### WHAT THIS TASK INVOLVES
Select all lines holding the word "UserId" from the entries that follow.

(Stored data entries)
--
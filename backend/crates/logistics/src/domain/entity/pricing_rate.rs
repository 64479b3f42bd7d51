//! Pricing Rate Entity

use chrono::{DateTime, Utc};
use kernel::id::PricingRateId;
use rust_decimal::Decimal;

use crate::domain::value_object::ShipmentType;

/// Rate card for one shipment type. Air freight quotes by weight, sea
/// freight by volume; whichever rate is present wins, weight first.
#[derive(Debug, Clone)]
pub struct PricingRate {
    pub pricing_rate_id: PricingRateId,
    pub shipment_type: ShipmentType,
    pub rate_per_kg: Option<Decimal>,
    pub rate_per_cbm: Option<Decimal>,
    pub exchange_rate: Decimal,
    pub is_active: bool,
    pub notes: Option<String>,
    pub created_at: DateTime<Utc>,
    pub updated_at: DateTime<Utc>,
}

impl PricingRate {
    pub fn new(shipment_type: ShipmentType) -> Self {
        let now = Utc::now();
        Self {
            pricing_rate_id: PricingRateId::new(),
            shipment_type,
            rate_per_kg: None,
            rate_per_cbm: None,
            exchange_rate: Decimal::ONE,
            is_active: true,
            notes: None,
            created_at: now,
            updated_at: now,
        }
    }

    pub fn touch(&mut self) {
        self.updated_at = Utc::now();
    }

    pub fn deactivate(&mut self) {
        self.is_active = false;
        self.touch();
    }

    /// Quote a shipment against this rate card. Weight-based pricing
    /// takes precedence when both a weight and a per-kg rate exist.
    pub fn quote(&self, weight: Option<Decimal>, cbm: Option<Decimal>) -> Option<Decimal> {
        if let (Some(weight), Some(rate)) = (weight, self.rate_per_kg) {
            return Some(weight * rate * self.exchange_rate);
        }
        if let (Some(cbm), Some(rate)) = (cbm, self.rate_per_cbm) {
            return Some(cbm * rate * self.exchange_rate);
        }
        None
    }
}

#[cfg(test)]
mod tests {
    use super::*;
    use rust_decimal_macros::dec;

    #[test]
    fn test_weight_quote() {
        let mut rate = PricingRate::new(ShipmentType::Air);
        rate.rate_per_kg = Some(dec!(12.50));

        assert_eq!(rate.quote(Some(dec!(10)), None), Some(dec!(125.00)));
    }

    #[test]
    fn test_volume_quote() {
        let mut rate = PricingRate::new(ShipmentType::Sea);
        rate.rate_per_cbm = Some(dec!(280.00));

        assert_eq!(rate.quote(None, Some(dec!(2.5))), Some(dec!(700.000)));
    }

    #[test]
    fn test_weight_takes_precedence() {
        let mut rate = PricingRate::new(ShipmentType::Air);
        rate.rate_per_kg = Some(dec!(10));
        rate.rate_per_cbm = Some(dec!(100));

        assert_eq!(
            rate.quote(Some(dec!(3)), Some(dec!(3))),
            Some(dec!(30))
        );
    }

    #[test]
    fn test_exchange_rate_applies() {
        let mut rate = PricingRate::new(ShipmentType::Air);
        rate.rate_per_kg = Some(dec!(10));
        rate.exchange_rate = dec!(1.5);

        assert_eq!(rate.quote(Some(dec!(4)), None), Some(dec!(60.0)));
    }

    #[test]
    fn test_no_applicable_rate() {
        let rate = PricingRate::new(ShipmentType::Sea);
        assert_eq!(rate.quote(Some(dec!(10)), Some(dec!(5))), None);
    }
}
//! Shipment Entity

use chrono::{DateTime, NaiveDate, Utc};
use kernel::id::{BatchId, ClientId, ShipmentId};
use rust_decimal::Decimal;

use crate::domain::value_object::{STATUS_AT_CHINA_WAREHOUSE, ShipmentType};

/// One tracked consignment. The client's name, phone, and email are
/// denormalized onto the row so listings don't need a join.
#[derive(Debug, Clone)]
pub struct Shipment {
    pub shipment_id: ShipmentId,
    pub client_id: Option<ClientId>,
    /// Human-facing identifier, unique
    pub tracking_number: String,
    pub shipment_type: ShipmentType,
    pub status: String,
    pub client_name: String,
    pub client_phone: Option<String>,
    pub client_email: Option<String>,
    pub item_number: Option<String>,
    pub packages: i32,
    pub weight: Option<Decimal>,
    pub cbm: Option<Decimal>,
    pub cost: Decimal,
    pub eta: Option<NaiveDate>,
    pub etd: Option<NaiveDate>,
    pub notes: Option<String>,
    pub send_notification: bool,
    pub batch_id: Option<BatchId>,
    pub created_at: DateTime<Utc>,
    pub updated_at: DateTime<Utc>,
}

impl Shipment {
    pub fn new(tracking_number: String, shipment_type: ShipmentType, client_name: String) -> Self {
        let now = Utc::now();
        Self {
            shipment_id: ShipmentId::new(),
            client_id: None,
            tracking_number,
            shipment_type,
            status: STATUS_AT_CHINA_WAREHOUSE.to_string(),
            client_name,
            client_phone: None,
            client_email: None,
            item_number: None,
            packages: 0,
            weight: None,
            cbm: None,
            cost: Decimal::ZERO,
            eta: None,
            etd: None,
            notes: None,
            send_notification: true,
            batch_id: None,
            created_at: now,
            updated_at: now,
        }
    }

    pub fn touch(&mut self) {
        self.updated_at = Utc::now();
    }

    pub fn set_status(&mut self, status: String) {
        self.status = status;
        self.touch();
    }

    pub fn assign_to_batch(&mut self, batch_id: BatchId) {
        self.batch_id = Some(batch_id);
        self.touch();
    }

    pub fn remove_from_batch(&mut self) {
        self.batch_id = None;
        self.touch();
    }
}
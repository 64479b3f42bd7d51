//! Auth Router

use axum::{
    Router,
    middleware,
    routing::{get, post},
};

use platform::rate_limit::RateLimitStore;

use crate::application::AuthConfig;
use crate::domain::repository::{
    AccountRepository, SessionRepository, UserRepository, VerificationRepository,
};
use crate::infra::postgres::{PgAuthRepository, PgRateLimitStore};
use crate::presentation::gate;
use crate::presentation::handlers::{self, AuthAppState};

/// Create the Auth router with PostgreSQL backing stores
pub fn auth_router(
    repo: PgAuthRepository,
    rate_limiter: PgRateLimitStore,
    config: AuthConfig,
) -> Router {
    auth_router_generic(repo, rate_limiter, config)
}

/// Create a generic Auth router for any repository implementation
pub fn auth_router_generic<R, L>(repo: R, rate_limiter: L, config: AuthConfig) -> Router
where
    R: UserRepository
        + AccountRepository
        + SessionRepository
        + VerificationRepository
        + Clone
        + Send
        + Sync
        + 'static,
    L: RateLimitStore + Clone + Send + Sync + 'static,
{
    let state = AuthAppState::new(repo, rate_limiter, config);

    Router::new()
        .route("/sign-up", post(handlers::sign_up::<R, L>))
        .route("/sign-in", post(handlers::sign_in::<R, L>))
        .route("/sign-out", post(handlers::sign_out::<R, L>))
        .route("/session", get(handlers::session_status::<R, L>))
        .route("/verify-email", post(handlers::verify_email::<R, L>))
        .route("/admin/set-role", post(handlers::set_role::<R, L>))
        .route("/admin/ban-user", post(handlers::ban_user::<R, L>))
        .route("/admin/unban-user", post(handlers::unban_user::<R, L>))
        .route("/admin/impersonate", post(handlers::impersonate::<R, L>))
        .route(
            "/admin/stop-impersonating",
            post(handlers::stop_impersonating::<R, L>),
        )
        .with_state(state)
}

/// Router exposing the gated dashboard entry point
pub fn gate_router<R, L>(repo: R, rate_limiter: L, config: AuthConfig) -> Router
where
    R: UserRepository
        + AccountRepository
        + SessionRepository
        + VerificationRepository
        + Clone
        + Send
        + Sync
        + 'static,
    L: RateLimitStore + Clone + Send + Sync + 'static,
{
    let state = AuthAppState::new(repo, rate_limiter, config);

    Router::new()
        .route(gate::PROTECTED_PATH, get(gate::dashboard_redirect::<R, L>))
        .with_state(state)
}

/// Layer a router so only admins can reach it
pub fn admin_gated<R, L>(router: Router, repo: R, rate_limiter: L, config: AuthConfig) -> Router
where
    R: UserRepository
        + AccountRepository
        + SessionRepository
        + VerificationRepository
        + Clone
        + Send
        + Sync
        + 'static,
    L: RateLimitStore + Clone + Send + Sync + 'static,
{
    let state = AuthAppState::new(repo, rate_limiter, config);
    router.layer(middleware::from_fn_with_state(
        state,
        gate::require_admin::<R, L>,
    ))
}
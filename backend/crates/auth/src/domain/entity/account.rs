//! Account Entity
//!
//! One user may have multiple linked accounts (credential or OAuth
//! providers). The password hash lives on the credential account row.

use chrono::{DateTime, Utc};
use kernel::id::{AccountId, UserId};
use platform::password::HashedPassword;

/// Provider id for password-based accounts
pub const CREDENTIAL_PROVIDER: &str = "credential";

/// Account entity
#[derive(Debug, Clone)]
pub struct Account {
    pub account_id: AccountId,
    /// Provider-side account identifier (user id for credential accounts)
    pub provider_account_id: String,
    /// Provider id, e.g. "credential"
    pub provider_id: String,
    pub user_id: UserId,
    pub access_token: Option<String>,
    pub refresh_token: Option<String>,
    pub id_token: Option<String>,
    pub access_token_expires_at: Option<DateTime<Utc>>,
    pub refresh_token_expires_at: Option<DateTime<Utc>>,
    pub scope: Option<String>,
    /// Argon2id PHC hash, present only for credential accounts
    pub password: Option<HashedPassword>,
    pub created_at: DateTime<Utc>,
    pub updated_at: DateTime<Utc>,
}

impl Account {
    /// Create a credential (email + password) account for a user
    pub fn credential(user_id: UserId, password: HashedPassword) -> Self {
        let now = Utc::now();

        Self {
            account_id: AccountId::new(),
            provider_account_id: user_id.to_string(),
            provider_id: CREDENTIAL_PROVIDER.to_string(),
            user_id,
            access_token: None,
            refresh_token: None,
            id_token: None,
            access_token_expires_at: None,
            refresh_token_expires_at: None,
            scope: None,
            password: Some(password),
            created_at: now,
            updated_at: now,
        }
    }

    pub fn is_credential(&self) -> bool {
        self.provider_id == CREDENTIAL_PROVIDER
    }

    /// Replace the stored password hash
    pub fn set_password(&mut self, password: HashedPassword) {
        self.password = Some(password);
        self.updated_at = Utc::now();
    }
}

#[cfg(test)]
mod tests {
    use super::*;
    use platform::password::ClearTextPassword;

    #[test]
    fn test_credential_account() {
        let user_id = UserId::new();
        let hash = ClearTextPassword::new("longenoughpassword".to_string())
            .unwrap()
            .hash(None)
            .unwrap();
        let account = Account::credential(user_id, hash);

        assert!(account.is_credential());
        assert_eq!(account.user_id, user_id);
        assert!(account.password.is_some());
        assert!(account.access_token.is_none());
    }
}
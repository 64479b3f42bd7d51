//! Junction Rows
//!
//! Many-to-many membership rows. Thin by design: they carry their own id
//! and creation time and nothing else.

use chrono::{DateTime, Utc};
use kernel::id::{BatchId, PaymentId, ShipmentId};
use uuid::Uuid;

/// Membership of a shipment in a batch
#[derive(Debug, Clone)]
pub struct BatchShipment {
    pub id: Uuid,
    pub batch_id: BatchId,
    pub shipment_id: ShipmentId,
    pub created_at: DateTime<Utc>,
}

impl BatchShipment {
    pub fn new(batch_id: BatchId, shipment_id: ShipmentId) -> Self {
        Self {
            id: Uuid::new_v4(),
            batch_id,
            shipment_id,
            created_at: Utc::now(),
        }
    }
}

/// Allocation of a payment against a shipment
#[derive(Debug, Clone)]
pub struct PaymentShipment {
    pub id: Uuid,
    pub payment_id: PaymentId,
    pub shipment_id: ShipmentId,
    pub created_at: DateTime<Utc>,
}

impl PaymentShipment {
    pub fn new(payment_id: PaymentId, shipment_id: ShipmentId) -> Self {
        Self {
            id: Uuid::new_v4(),
            payment_id,
            shipment_id,
            created_at: Utc::now(),
        }
    }
}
--
### OUTPUT FOR THIS TASK
use kernel::id::{AccountId, UserId};
    pub user_id: UserId,
    pub fn credential(user_id: UserId, password: HashedPassword) -> Self {
        let user_id = UserId::new();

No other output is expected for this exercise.